++++ Input data
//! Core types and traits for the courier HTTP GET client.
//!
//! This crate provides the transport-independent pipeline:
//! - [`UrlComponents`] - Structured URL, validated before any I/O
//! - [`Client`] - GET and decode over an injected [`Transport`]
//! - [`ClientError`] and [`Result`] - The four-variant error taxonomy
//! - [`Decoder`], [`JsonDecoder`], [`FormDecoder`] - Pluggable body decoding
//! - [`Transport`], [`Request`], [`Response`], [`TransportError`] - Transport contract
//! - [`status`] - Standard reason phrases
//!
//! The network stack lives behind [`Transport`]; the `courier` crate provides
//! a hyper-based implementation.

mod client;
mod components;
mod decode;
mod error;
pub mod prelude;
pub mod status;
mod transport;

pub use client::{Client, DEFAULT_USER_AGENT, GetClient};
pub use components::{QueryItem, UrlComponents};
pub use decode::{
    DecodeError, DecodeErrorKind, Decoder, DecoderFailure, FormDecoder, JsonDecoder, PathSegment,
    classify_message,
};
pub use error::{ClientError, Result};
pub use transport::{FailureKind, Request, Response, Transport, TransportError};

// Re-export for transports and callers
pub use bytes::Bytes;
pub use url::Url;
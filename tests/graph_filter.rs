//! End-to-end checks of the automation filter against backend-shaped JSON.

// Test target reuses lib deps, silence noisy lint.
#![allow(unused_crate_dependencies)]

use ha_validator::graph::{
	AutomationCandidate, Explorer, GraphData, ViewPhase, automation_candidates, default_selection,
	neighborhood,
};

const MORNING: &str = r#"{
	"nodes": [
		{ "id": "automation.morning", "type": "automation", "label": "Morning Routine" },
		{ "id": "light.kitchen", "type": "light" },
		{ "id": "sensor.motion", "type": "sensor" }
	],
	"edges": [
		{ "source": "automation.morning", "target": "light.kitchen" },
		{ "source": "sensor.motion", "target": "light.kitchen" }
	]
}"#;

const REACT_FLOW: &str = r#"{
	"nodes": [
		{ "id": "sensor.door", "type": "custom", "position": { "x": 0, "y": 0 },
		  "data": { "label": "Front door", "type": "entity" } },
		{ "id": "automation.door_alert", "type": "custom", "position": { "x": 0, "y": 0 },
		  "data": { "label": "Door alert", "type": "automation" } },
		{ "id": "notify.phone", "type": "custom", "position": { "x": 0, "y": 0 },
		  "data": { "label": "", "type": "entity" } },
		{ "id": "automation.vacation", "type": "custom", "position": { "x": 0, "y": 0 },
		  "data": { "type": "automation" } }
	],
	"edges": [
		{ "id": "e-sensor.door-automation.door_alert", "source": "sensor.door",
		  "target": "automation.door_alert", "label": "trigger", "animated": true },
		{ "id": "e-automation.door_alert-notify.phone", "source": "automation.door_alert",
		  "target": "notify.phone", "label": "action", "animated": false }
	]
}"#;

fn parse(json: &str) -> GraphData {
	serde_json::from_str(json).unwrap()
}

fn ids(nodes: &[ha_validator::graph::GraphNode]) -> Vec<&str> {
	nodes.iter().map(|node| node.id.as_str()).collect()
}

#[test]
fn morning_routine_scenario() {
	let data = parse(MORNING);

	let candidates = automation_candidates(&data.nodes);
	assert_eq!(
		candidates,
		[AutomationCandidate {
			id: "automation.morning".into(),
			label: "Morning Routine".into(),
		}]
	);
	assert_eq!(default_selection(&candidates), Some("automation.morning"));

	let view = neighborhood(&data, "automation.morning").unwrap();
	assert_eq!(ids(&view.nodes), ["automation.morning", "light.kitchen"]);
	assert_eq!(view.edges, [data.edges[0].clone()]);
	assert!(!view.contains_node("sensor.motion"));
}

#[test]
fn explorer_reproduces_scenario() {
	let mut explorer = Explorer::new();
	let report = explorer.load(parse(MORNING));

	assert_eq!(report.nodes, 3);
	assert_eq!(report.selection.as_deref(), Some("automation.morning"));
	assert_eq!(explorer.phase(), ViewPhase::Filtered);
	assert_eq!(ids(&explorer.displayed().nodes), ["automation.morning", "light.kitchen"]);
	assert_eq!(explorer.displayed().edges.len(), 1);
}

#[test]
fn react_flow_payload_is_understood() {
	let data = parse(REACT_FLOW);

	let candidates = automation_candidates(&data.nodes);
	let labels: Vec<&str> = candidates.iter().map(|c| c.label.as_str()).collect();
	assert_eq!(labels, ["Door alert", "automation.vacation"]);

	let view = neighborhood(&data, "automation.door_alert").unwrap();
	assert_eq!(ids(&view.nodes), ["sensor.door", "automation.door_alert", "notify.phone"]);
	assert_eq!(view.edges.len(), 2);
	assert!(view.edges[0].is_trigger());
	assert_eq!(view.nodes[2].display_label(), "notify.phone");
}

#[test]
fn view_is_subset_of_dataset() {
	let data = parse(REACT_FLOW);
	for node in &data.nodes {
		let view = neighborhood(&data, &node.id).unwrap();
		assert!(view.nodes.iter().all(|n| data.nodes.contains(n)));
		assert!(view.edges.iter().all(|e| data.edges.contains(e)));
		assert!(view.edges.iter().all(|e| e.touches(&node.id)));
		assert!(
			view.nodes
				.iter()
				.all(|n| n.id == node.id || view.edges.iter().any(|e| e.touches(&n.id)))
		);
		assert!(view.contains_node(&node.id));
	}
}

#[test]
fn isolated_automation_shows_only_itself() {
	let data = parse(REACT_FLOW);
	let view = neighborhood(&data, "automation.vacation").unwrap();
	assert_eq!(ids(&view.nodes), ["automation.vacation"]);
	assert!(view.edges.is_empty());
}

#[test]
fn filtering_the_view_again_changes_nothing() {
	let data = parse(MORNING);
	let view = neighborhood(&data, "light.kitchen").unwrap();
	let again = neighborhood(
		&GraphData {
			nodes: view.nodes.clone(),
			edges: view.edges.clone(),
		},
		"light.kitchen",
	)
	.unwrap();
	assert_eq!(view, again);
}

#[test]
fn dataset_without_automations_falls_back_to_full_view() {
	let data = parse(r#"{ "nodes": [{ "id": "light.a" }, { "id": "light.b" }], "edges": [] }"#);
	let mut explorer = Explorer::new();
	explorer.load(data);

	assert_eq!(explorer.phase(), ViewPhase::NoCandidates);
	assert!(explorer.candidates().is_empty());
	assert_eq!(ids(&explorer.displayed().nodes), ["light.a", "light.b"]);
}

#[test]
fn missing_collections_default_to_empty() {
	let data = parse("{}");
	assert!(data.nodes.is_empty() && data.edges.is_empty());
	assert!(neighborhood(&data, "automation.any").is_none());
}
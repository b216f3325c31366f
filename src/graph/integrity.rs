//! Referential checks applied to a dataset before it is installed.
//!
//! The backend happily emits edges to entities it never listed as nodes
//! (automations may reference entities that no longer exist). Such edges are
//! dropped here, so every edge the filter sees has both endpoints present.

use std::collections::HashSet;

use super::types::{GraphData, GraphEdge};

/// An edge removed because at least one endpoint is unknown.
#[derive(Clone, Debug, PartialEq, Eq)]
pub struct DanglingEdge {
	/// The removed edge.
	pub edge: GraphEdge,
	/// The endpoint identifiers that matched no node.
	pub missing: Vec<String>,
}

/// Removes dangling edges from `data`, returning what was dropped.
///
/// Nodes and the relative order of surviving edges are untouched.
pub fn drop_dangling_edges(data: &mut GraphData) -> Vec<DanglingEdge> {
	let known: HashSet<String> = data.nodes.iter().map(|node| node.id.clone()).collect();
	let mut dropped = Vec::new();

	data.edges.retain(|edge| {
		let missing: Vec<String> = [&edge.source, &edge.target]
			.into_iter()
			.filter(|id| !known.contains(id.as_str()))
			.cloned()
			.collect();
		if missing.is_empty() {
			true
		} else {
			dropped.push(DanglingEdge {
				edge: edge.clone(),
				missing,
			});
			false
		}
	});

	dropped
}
++++++++
▶ **What you will do**:
Locate the word "backend" in the entries, and copy every line where it is found.

▶ **Solution to this problem**:
//! End-to-end checks of the automation filter against backend-shaped JSON.
//! The backend happily emits edges to entities it never listed as nodes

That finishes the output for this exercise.